Em live, Sicredi apresenta linhas de crédito

Rafael Fumizawa, gerente de Desenvolvimento de Negócios do Sicredi Campos Gerais, participou de live no Facebook e Youtube com o presidente da ACP, Camilo Turmina, nesta terça-feira 07/07. Na oportunidade, foram apresentadas ao associado da entidade as linhas de crédito que as empresas podem ter disponíveis para enfrentar os efeitos da pandemia do Covid 19.

Com mais de 4,6 milhões de associados, o Sicredi está presente em 22 estados brasileiros e no distrito federal em mais de 1,9 mil agências, distribuídas em 110 cooperativas. São mais de 30 mil colaboradores. Numa cooperativa de crédito, os clientes são sócios e passam a ser os donos da cooperativa, juntamente com centenas ou milhares de outras pessoas. As cooperativas não têm fins lucrativos, podendo oferecer custos menores que os bancos tradicionais. As sobras do exercício são devolvidas aos sócios na proporção da movimentação financeira de cada um. Este modelo permite que as cooperativas cobrem taxas mais competitivas.

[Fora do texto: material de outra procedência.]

//! Metadata storage using SQLite
//!
//! This module handles all relational metadata:
//! - Decisions (header fields, authority facts, content hash)
//! - Discovered doctrines and their decision membership
//! - Citations between decisions
//!
//! The processing queue shares this database; see [`crate::queue`].

mod schema;

pub use schema::*;

use crate::config::Config;
use crate::error::Result;
use chrono::{SecondsFormat, Utc};
use serde::{Deserialize, Serialize};
use sqlx::sqlite::{SqliteConnectOptions, SqlitePool, SqlitePoolOptions};
use sqlx::FromRow;
use std::path::Path;
use tracing::{debug, info};
use uuid::Uuid;

/// Timestamp format used across all tables (fixed width, sorts lexically)
pub fn now_timestamp() -> String {
    Utc::now().to_rfc3339_opts(SecondsFormat::Micros, true)
}

/// A stored court decision
#[derive(Debug, Clone, FromRow, Serialize, Deserialize)]
pub struct DecisionRecord {
    pub case_id: String,
    pub court: String,
    pub date: String,
    pub ecli: Option<String>,
    pub decision_number: Option<String>,
    pub decision_type: Option<String>,
    pub legal_area: Option<String>,
    pub principle: String,
    pub content_hash: String,
    pub is_binding: bool,
    pub en_banc: bool,
    pub citation_count: i64,
    pub overruled: bool,
    pub weight: f64,
    pub created_at: String,
    pub updated_at: String,
}

/// A persisted doctrine
#[derive(Debug, Clone, FromRow, Serialize, Deserialize)]
pub struct DoctrineRecord {
    pub id: String,
    pub name: String,
    pub display_name: String,
    pub description: Option<String>,
    pub keywords_json: String,
    pub member_count: i64,
    pub avg_confidence: f64,
    pub legal_domain: String,
    pub discovered_at: String,
    pub last_updated: String,
}

impl DoctrineRecord {
    pub fn keywords(&self) -> Vec<String> {
        serde_json::from_str(&self.keywords_json).unwrap_or_default()
    }
}

/// Fields written when a doctrine is discovered or rediscovered
#[derive(Debug, Clone, Serialize, Deserialize)]
pub struct DoctrineUpdate {
    pub name: String,
    pub display_name: String,
    pub description: String,
    pub keywords: Vec<String>,
    pub avg_confidence: f64,
    pub legal_domain: String,
    /// Member decision ids with their membership confidence
    pub members: Vec<(String, f64)>,
}

/// Outcome of a doctrine upsert
#[derive(Debug, Clone, PartialEq, Eq)]
pub struct DoctrineUpsert {
    pub id: String,
    pub created: bool,
}

/// Decision membership of a doctrine
#[derive(Debug, Clone, FromRow, Serialize, Deserialize)]
pub struct DoctrineMember {
    pub decision_id: String,
    pub doctrine_id: String,
    pub confidence: f64,
}

/// Global statistics
#[derive(Debug, Clone, Default, Serialize, Deserialize)]
pub struct GlobalStats {
    pub decision_count: usize,
    pub doctrine_count: usize,
    pub citation_count: usize,
}

/// Metadata database handle
#[derive(Clone)]
pub struct MetaDb {
    pool: SqlitePool,
}

impl MetaDb {
    /// Connect to the metadata database configured in `config`
    pub async fn connect(config: &Config) -> Result<Self> {
        Self::open(&config.paths.db_file).await
    }

    /// Open (creating if needed) the database at `db_path`
    pub async fn open(db_path: &Path) -> Result<Self> {
        if let Some(parent) = db_path.parent() {
            std::fs::create_dir_all(parent)?;
        }

        let options = SqliteConnectOptions::new()
            .filename(db_path)
            .create_if_missing(true)
            .journal_mode(sqlx::sqlite::SqliteJournalMode::Wal)
            .synchronous(sqlx::sqlite::SqliteSynchronous::Normal);

        debug!("Connecting to SQLite database at {:?}", db_path);

        let pool = SqlitePoolOptions::new()
            .max_connections(5)
            .connect_with(options)
            .await?;

        Ok(Self { pool })
    }

    /// Initialize the database schema
    pub async fn init_schema(&self) -> Result<()> {
        info!("Initializing database schema");
        sqlx::query(SCHEMA_SQL).execute(&self.pool).await?;
        Ok(())
    }

    /// Check if database is initialized
    pub async fn is_initialized(&self) -> Result<bool> {
        let result: Option<(i32,)> = sqlx::query_as(
            "SELECT 1 FROM sqlite_master WHERE type='table' AND name='processing_queue'",
        )
        .fetch_optional(&self.pool)
        .await?;
        Ok(result.is_some())
    }

    pub(crate) fn pool(&self) -> &SqlitePool {
        &self.pool
    }

    // ===== Decision Operations =====

    /// Insert or update a decision by case id
    pub async fn upsert_decision(&self, decision: &DecisionRecord) -> Result<()> {
        sqlx::query(
            r#"
            INSERT INTO decisions (case_id, court, date, ecli, decision_number, decision_type, legal_area,
                                   principle, content_hash, is_binding, en_banc, citation_count, overruled,
                                   weight, created_at, updated_at)
            VALUES (?, ?, ?, ?, ?, ?, ?, ?, ?, ?, ?, ?, ?, ?, ?, ?)
            ON CONFLICT(case_id) DO UPDATE SET
                court = excluded.court,
                date = excluded.date,
                ecli = excluded.ecli,
                decision_number = excluded.decision_number,
                decision_type = excluded.decision_type,
                legal_area = excluded.legal_area,
                principle = excluded.principle,
                content_hash = excluded.content_hash,
                is_binding = excluded.is_binding,
                en_banc = excluded.en_banc,
                citation_count = excluded.citation_count,
                overruled = excluded.overruled,
                weight = excluded.weight,
                updated_at = excluded.updated_at
            "#,
        )
        .bind(&decision.case_id)
        .bind(&decision.court)
        .bind(&decision.date)
        .bind(&decision.ecli)
        .bind(&decision.decision_number)
        .bind(&decision.decision_type)
        .bind(&decision.legal_area)
        .bind(&decision.principle)
        .bind(&decision.content_hash)
        .bind(decision.is_binding)
        .bind(decision.en_banc)
        .bind(decision.citation_count)
        .bind(decision.overruled)
        .bind(decision.weight)
        .bind(&decision.created_at)
        .bind(&decision.updated_at)
        .execute(&self.pool)
        .await?;
        Ok(())
    }

    /// Get decision by case id
    pub async fn get_decision(&self, case_id: &str) -> Result<Option<DecisionRecord>> {
        let decision =
            sqlx::query_as::<_, DecisionRecord>("SELECT * FROM decisions WHERE case_id = ?")
                .bind(case_id)
                .fetch_optional(&self.pool)
                .await?;
        Ok(decision)
    }

    /// List all decisions, newest first
    pub async fn list_decisions(&self) -> Result<Vec<DecisionRecord>> {
        let decisions =
            sqlx::query_as::<_, DecisionRecord>("SELECT * FROM decisions ORDER BY date DESC")
                .fetch_all(&self.pool)
                .await?;
        Ok(decisions)
    }

    /// Update the stored authority weight of a decision
    pub async fn update_decision_weight(&self, case_id: &str, weight: f64) -> Result<bool> {
        let result = sqlx::query("UPDATE decisions SET weight = ?, updated_at = ? WHERE case_id = ?")
            .bind(weight)
            .bind(now_timestamp())
            .bind(case_id)
            .execute(&self.pool)
            .await?;
        Ok(result.rows_affected() == 1)
    }

    // ===== Citation Operations =====

    /// Record that `citing` cites each of `cited`
    pub async fn insert_citations(&self, citing: &str, cited: &[String]) -> Result<usize> {
        let mut inserted = 0;
        let now = now_timestamp();
        let mut tx = self.pool.begin().await?;
        for target in cited.iter().filter(|c| c.as_str() != citing) {
            let result = sqlx::query(
                "INSERT OR IGNORE INTO citations (citing_case_id, cited_case_id, created_at) VALUES (?, ?, ?)",
            )
            .bind(citing)
            .bind(target)
            .bind(&now)
            .execute(&mut *tx)
            .await?;
            inserted += result.rows_affected() as usize;
        }
        tx.commit().await?;
        Ok(inserted)
    }

    /// Case ids cited by `case_id`, sorted
    pub async fn citations_from(&self, case_id: &str) -> Result<Vec<String>> {
        let cited: Vec<String> = sqlx::query_scalar(
            "SELECT cited_case_id FROM citations WHERE citing_case_id = ? ORDER BY cited_case_id",
        )
        .bind(case_id)
        .fetch_all(&self.pool)
        .await?;
        Ok(cited)
    }

    /// Number of decisions citing `case_id`
    pub async fn count_citations_to(&self, case_id: &str) -> Result<i64> {
        let count: i64 =
            sqlx::query_scalar("SELECT COUNT(*) FROM citations WHERE cited_case_id = ?")
                .bind(case_id)
                .fetch_one(&self.pool)
                .await?;
        Ok(count)
    }

    // ===== Doctrine Operations =====

    /// Insert or update a doctrine by name and replace its membership.
    ///
    /// Existing rows keep their id and discovery time. Membership is deleted
    /// and reinserted, never diffed.
    pub async fn upsert_doctrine(&self, update: &DoctrineUpdate) -> Result<DoctrineUpsert> {
        let now = now_timestamp();
        let keywords_json = serde_json::to_string(&update.keywords)?;
        let mut tx = self.pool.begin().await?;

        let existing: Option<String> = sqlx::query_scalar("SELECT id FROM doctrines WHERE name = ?")
            .bind(&update.name)
            .fetch_optional(&mut *tx)
            .await?;

        let (id, created) = match existing {
            Some(id) => {
                sqlx::query(
                    r#"
                    UPDATE doctrines SET
                        display_name = ?, description = ?, keywords_json = ?, member_count = ?,
                        avg_confidence = ?, legal_domain = ?, last_updated = ?
                    WHERE id = ?
                    "#,
                )
                .bind(&update.display_name)
                .bind(&update.description)
                .bind(&keywords_json)
                .bind(update.members.len() as i64)
                .bind(update.avg_confidence)
                .bind(&update.legal_domain)
                .bind(&now)
                .bind(&id)
                .execute(&mut *tx)
                .await?;
                (id, false)
            }
            None => {
                let id = Uuid::new_v4().to_string();
                sqlx::query(
                    r#"
                    INSERT INTO doctrines (id, name, display_name, description, keywords_json, member_count,
                                           avg_confidence, legal_domain, discovered_at, last_updated)
                    VALUES (?, ?, ?, ?, ?, ?, ?, ?, ?, ?)
                    "#,
                )
                .bind(&id)
                .bind(&update.name)
                .bind(&update.display_name)
                .bind(&update.description)
                .bind(&keywords_json)
                .bind(update.members.len() as i64)
                .bind(update.avg_confidence)
                .bind(&update.legal_domain)
                .bind(&now)
                .bind(&now)
                .execute(&mut *tx)
                .await?;
                (id, true)
            }
        };

        sqlx::query("DELETE FROM decision_doctrines WHERE doctrine_id = ?")
            .bind(&id)
            .execute(&mut *tx)
            .await?;

        for (decision_id, confidence) in &update.members {
            sqlx::query(
                "INSERT OR IGNORE INTO decision_doctrines (decision_id, doctrine_id, confidence) VALUES (?, ?, ?)",
            )
            .bind(decision_id)
            .bind(&id)
            .bind(confidence)
            .execute(&mut *tx)
            .await?;
        }

        tx.commit().await?;
        debug!(
            "{} doctrine '{}' with {} members",
            if created { "Created" } else { "Updated" },
            update.name,
            update.members.len()
        );

        Ok(DoctrineUpsert { id, created })
    }

    /// Get doctrine by name
    pub async fn get_doctrine_by_name(&self, name: &str) -> Result<Option<DoctrineRecord>> {
        let doctrine = sqlx::query_as::<_, DoctrineRecord>("SELECT * FROM doctrines WHERE name = ?")
            .bind(name)
            .fetch_optional(&self.pool)
            .await?;
        Ok(doctrine)
    }

    /// List all doctrines, largest first
    pub async fn list_doctrines(&self) -> Result<Vec<DoctrineRecord>> {
        let doctrines = sqlx::query_as::<_, DoctrineRecord>(
            "SELECT * FROM doctrines ORDER BY member_count DESC, name ASC",
        )
        .fetch_all(&self.pool)
        .await?;
        Ok(doctrines)
    }

    /// Members of a doctrine
    pub async fn doctrine_members(&self, doctrine_id: &str) -> Result<Vec<DoctrineMember>> {
        let members = sqlx::query_as::<_, DoctrineMember>(
            "SELECT * FROM decision_doctrines WHERE doctrine_id = ? ORDER BY decision_id",
        )
        .bind(doctrine_id)
        .fetch_all(&self.pool)
        .await?;
        Ok(members)
    }

    // ===== Statistics =====

    /// Get global statistics
    pub async fn get_global_stats(&self) -> Result<GlobalStats> {
        let decision_count: i64 = sqlx::query_scalar("SELECT COUNT(*) FROM decisions")
            .fetch_one(&self.pool)
            .await?;
        let doctrine_count: i64 = sqlx::query_scalar("SELECT COUNT(*) FROM doctrines")
            .fetch_one(&self.pool)
            .await?;
        let citation_count: i64 = sqlx::query_scalar("SELECT COUNT(*) FROM citations")
            .fetch_one(&self.pool)
            .await?;

        Ok(GlobalStats {
            decision_count: decision_count as usize,
            doctrine_count: doctrine_count as usize,
            citation_count: citation_count as usize,
        })
    }
}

O presidente da ACP lembrou que, após o início da pandemia, os bancos subiram os juros. Pequenas empresas têm enfrentado dificuldades para acessar linhas de crédito e evitar que fechem as portas definitivamente. Programas de crédito para pequenas empresas, incluindo capital de giro e para financiamento de folha de pagamentos não têm chegado a muitas pequenas empresas.

Turmina destacou que os empresas podem utilizar, para ter crédito mais barato, as cartas de garantias fornecidas pela SGC para lastrear as operações de crédito, tanto de capital de giro como de investimento. A missão principal das Sociedades de Garantia de Crédito (SGC) é contribuir para facilitar o acesso ao crédito das micro e pequenas empresas (MPE) e dos microempreendedores individuais (MEI). Segundo Rafael Fumizawa, a carta de crédito da Garantisul-PR garante até 80% do empréstimo, com limite de R$ 150 mil e juros de 0,56% ao mês. “Desde que tenha o FGC, a taxa é bastante competitiva”, comentou Rafael. Camilo Turmina observou que, “com a carta da Garantisul, os empresários não precisam penhorar seus bens”.